ASSIGNED TASK —
Copy out each line of the entries where the word "MissingPermission" is present.

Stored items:
────────────────────
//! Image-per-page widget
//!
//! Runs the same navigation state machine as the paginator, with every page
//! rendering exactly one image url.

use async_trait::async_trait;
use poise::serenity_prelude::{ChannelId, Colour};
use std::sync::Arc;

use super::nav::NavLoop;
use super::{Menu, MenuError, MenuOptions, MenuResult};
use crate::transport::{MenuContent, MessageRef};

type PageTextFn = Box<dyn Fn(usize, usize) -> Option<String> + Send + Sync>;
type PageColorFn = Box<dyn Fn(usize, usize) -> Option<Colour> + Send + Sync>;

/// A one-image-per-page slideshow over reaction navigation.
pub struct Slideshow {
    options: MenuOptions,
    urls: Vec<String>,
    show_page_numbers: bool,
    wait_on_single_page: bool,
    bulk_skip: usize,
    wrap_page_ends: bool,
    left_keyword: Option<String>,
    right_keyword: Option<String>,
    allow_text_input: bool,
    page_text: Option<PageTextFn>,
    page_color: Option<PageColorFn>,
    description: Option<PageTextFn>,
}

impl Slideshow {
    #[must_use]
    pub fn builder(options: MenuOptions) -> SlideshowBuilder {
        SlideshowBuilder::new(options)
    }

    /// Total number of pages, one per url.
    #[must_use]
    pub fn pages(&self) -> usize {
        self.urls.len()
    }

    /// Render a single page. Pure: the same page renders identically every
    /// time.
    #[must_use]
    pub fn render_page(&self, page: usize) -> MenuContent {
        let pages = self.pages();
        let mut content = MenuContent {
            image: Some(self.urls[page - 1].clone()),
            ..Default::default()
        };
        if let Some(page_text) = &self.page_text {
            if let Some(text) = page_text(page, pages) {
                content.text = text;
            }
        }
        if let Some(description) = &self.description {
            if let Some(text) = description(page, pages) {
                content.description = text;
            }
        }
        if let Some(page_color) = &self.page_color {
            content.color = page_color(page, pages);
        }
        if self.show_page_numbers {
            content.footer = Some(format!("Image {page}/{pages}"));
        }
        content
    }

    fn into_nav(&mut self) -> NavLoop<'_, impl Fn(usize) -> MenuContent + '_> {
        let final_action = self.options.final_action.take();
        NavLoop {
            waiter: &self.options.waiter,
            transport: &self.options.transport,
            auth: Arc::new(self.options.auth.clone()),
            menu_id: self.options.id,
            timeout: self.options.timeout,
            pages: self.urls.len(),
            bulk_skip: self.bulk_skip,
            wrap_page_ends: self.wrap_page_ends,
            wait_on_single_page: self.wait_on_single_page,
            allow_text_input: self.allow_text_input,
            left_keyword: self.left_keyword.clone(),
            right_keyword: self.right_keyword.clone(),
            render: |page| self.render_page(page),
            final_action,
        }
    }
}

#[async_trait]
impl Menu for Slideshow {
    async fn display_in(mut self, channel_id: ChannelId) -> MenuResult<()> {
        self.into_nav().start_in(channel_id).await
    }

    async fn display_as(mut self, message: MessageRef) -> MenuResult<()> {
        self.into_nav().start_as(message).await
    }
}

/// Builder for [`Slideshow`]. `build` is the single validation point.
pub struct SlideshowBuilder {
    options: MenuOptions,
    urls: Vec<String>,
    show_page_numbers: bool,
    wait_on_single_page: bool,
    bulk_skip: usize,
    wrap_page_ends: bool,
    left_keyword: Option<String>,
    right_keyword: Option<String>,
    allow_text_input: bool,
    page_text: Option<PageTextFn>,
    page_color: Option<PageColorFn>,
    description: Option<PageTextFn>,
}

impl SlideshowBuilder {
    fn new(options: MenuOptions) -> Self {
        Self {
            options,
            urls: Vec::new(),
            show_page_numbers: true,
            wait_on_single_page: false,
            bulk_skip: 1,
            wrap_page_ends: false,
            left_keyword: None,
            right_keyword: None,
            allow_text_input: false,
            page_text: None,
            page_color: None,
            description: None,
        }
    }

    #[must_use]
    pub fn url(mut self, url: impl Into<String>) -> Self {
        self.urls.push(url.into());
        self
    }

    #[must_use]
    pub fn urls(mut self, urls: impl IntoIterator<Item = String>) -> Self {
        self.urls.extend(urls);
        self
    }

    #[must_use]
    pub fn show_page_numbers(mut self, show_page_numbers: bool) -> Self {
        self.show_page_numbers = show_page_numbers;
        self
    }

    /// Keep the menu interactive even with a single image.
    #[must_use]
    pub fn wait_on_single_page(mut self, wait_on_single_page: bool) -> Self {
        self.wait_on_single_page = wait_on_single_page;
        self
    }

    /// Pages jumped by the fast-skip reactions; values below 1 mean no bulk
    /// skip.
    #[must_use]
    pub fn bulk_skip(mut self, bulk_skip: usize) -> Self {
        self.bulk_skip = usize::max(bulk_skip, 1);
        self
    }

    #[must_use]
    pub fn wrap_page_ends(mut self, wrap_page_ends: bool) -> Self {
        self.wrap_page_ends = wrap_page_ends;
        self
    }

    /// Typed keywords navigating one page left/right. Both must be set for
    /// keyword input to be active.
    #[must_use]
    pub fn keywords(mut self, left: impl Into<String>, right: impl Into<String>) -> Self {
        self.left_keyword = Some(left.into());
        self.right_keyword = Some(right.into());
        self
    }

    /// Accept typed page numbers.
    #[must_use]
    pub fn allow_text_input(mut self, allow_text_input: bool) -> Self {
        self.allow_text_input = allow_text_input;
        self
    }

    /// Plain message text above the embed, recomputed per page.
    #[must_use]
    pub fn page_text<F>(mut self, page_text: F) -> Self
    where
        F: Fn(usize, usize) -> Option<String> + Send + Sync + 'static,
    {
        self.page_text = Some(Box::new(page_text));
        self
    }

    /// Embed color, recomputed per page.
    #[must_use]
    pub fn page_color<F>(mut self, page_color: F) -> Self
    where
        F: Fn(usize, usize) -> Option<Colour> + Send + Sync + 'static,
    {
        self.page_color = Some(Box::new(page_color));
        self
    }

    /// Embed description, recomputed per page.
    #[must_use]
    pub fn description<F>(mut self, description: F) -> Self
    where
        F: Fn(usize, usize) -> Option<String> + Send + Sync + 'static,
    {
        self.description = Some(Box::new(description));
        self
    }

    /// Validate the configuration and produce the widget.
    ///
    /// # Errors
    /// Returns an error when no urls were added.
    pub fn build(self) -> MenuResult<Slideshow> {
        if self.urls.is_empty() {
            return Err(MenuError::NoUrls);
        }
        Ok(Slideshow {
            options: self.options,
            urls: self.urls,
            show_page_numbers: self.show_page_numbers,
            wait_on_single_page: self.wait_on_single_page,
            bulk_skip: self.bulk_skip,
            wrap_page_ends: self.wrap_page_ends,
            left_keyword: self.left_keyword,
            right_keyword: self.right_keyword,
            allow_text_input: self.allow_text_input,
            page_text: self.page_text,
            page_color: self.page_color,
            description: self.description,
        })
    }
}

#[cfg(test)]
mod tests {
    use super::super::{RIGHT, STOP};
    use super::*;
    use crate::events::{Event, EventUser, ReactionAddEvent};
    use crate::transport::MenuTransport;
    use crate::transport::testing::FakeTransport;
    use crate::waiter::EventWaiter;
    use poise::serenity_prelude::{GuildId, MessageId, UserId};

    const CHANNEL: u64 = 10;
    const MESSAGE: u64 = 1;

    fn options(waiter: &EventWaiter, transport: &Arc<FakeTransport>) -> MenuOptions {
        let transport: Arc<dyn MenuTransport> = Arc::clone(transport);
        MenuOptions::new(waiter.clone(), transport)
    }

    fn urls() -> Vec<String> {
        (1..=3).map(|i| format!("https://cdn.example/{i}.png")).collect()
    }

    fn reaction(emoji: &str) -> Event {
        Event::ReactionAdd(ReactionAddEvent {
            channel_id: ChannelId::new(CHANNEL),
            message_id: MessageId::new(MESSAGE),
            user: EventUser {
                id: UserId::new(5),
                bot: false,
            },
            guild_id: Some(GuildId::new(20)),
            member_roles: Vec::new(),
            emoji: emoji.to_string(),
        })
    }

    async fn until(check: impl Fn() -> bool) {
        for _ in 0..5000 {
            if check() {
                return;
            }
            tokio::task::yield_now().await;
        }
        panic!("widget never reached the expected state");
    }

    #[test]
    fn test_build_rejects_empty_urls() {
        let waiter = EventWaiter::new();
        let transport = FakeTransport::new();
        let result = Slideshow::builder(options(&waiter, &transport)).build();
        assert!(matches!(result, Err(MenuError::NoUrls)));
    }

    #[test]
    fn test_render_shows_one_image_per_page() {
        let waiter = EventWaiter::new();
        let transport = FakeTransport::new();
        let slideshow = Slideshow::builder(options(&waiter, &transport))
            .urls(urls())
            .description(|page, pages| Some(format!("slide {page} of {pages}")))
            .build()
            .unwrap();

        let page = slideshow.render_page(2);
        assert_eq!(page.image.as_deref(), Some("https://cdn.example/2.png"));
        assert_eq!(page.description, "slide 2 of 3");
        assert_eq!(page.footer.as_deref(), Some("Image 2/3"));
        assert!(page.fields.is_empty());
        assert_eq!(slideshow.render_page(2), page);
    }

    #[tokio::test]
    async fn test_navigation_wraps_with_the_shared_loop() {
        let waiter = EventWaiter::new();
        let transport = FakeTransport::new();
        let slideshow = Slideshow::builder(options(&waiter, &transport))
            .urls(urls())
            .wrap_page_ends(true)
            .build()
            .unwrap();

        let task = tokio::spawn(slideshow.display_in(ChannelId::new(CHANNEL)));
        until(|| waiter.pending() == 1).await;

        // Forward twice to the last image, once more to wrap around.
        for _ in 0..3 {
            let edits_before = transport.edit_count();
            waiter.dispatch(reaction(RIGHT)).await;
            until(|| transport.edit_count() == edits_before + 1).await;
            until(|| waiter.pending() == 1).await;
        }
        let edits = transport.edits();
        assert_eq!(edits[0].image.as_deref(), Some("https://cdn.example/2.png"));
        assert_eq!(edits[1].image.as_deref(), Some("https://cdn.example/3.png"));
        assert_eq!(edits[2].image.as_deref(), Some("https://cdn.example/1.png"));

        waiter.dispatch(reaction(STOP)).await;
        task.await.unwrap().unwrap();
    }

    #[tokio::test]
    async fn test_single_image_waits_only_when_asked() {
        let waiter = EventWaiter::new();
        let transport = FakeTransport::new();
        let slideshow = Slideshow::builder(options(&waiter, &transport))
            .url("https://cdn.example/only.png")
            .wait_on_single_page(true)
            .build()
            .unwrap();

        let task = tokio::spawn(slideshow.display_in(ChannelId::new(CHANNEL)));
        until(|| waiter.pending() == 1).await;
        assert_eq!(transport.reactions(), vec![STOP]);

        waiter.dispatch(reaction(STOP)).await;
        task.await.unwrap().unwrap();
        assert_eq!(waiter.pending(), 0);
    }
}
────────────────────
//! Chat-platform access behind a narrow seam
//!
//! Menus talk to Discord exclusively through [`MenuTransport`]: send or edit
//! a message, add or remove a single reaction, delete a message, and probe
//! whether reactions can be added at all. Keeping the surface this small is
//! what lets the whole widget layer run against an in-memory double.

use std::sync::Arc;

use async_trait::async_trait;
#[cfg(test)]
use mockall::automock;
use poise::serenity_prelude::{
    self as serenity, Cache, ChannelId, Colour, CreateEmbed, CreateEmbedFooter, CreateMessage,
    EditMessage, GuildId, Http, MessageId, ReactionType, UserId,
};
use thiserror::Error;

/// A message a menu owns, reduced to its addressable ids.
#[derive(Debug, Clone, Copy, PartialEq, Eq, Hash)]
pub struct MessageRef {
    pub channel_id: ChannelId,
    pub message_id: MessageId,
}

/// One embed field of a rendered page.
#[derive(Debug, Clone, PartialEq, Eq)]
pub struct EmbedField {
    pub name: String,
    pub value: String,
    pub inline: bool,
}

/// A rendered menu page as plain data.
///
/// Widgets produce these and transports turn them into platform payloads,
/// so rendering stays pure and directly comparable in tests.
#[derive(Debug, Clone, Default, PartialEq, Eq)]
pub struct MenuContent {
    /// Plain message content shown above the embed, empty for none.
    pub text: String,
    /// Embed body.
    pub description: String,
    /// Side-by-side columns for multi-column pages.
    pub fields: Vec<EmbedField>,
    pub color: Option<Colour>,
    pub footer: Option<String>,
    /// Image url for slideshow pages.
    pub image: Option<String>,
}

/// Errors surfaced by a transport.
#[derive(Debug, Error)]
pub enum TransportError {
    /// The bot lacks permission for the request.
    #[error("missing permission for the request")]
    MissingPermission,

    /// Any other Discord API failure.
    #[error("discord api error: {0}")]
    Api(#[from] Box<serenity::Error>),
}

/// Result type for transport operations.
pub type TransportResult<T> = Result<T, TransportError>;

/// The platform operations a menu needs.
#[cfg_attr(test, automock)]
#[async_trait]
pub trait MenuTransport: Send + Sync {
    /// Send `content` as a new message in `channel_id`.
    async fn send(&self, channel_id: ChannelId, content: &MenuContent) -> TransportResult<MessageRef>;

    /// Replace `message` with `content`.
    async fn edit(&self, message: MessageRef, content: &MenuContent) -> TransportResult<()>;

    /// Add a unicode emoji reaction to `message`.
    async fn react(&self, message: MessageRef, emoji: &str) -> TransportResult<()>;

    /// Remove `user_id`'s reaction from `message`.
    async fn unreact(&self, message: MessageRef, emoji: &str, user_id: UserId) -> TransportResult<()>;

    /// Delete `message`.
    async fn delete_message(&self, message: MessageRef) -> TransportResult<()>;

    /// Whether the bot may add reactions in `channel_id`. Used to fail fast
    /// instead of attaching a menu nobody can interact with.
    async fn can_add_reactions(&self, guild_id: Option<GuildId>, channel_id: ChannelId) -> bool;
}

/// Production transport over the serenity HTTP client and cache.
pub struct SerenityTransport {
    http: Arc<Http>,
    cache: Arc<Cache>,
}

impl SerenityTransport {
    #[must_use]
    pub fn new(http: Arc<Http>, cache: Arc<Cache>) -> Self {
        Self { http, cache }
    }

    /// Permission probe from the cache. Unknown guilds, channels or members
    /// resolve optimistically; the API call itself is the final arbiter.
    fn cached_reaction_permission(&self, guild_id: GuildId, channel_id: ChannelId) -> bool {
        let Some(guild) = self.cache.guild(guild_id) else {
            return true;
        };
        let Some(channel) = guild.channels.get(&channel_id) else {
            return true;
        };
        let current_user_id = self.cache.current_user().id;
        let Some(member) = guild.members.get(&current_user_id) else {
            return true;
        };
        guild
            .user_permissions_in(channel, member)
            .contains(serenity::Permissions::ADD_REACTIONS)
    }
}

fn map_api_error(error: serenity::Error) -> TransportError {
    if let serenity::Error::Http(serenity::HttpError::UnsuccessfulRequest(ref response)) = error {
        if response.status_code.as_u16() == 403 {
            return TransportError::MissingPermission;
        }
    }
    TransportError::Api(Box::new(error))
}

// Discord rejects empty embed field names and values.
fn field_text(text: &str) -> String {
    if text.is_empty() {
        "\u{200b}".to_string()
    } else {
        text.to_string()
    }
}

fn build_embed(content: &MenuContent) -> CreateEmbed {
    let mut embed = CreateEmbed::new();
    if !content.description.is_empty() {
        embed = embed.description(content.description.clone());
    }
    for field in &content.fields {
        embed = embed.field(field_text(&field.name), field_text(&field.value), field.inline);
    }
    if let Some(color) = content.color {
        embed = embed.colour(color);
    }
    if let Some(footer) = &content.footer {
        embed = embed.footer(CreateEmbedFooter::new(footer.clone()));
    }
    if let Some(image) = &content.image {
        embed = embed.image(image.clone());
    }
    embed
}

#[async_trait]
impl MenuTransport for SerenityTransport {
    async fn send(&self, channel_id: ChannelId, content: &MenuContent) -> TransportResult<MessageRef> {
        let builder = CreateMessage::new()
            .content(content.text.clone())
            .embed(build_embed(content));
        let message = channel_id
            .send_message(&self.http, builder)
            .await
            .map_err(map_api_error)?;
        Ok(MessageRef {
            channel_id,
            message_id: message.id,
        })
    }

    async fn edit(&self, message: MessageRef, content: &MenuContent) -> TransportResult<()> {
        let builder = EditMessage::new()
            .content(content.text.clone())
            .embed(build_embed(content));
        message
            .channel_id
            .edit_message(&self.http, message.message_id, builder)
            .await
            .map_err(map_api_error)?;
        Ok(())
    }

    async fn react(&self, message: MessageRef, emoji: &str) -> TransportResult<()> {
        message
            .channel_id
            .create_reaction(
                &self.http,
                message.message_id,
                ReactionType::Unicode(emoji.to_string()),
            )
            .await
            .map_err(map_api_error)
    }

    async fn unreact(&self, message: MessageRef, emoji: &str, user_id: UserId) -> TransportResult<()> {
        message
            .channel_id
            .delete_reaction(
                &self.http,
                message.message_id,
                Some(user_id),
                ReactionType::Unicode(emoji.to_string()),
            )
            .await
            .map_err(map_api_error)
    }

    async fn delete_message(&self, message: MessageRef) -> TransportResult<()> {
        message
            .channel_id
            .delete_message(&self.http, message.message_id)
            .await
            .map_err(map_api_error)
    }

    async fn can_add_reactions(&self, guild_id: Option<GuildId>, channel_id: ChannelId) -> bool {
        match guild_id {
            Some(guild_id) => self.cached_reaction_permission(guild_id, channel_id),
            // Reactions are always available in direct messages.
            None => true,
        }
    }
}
────────────────────
ANSWER SECTION —
    MissingPermission,
            return TransportError::MissingPermission;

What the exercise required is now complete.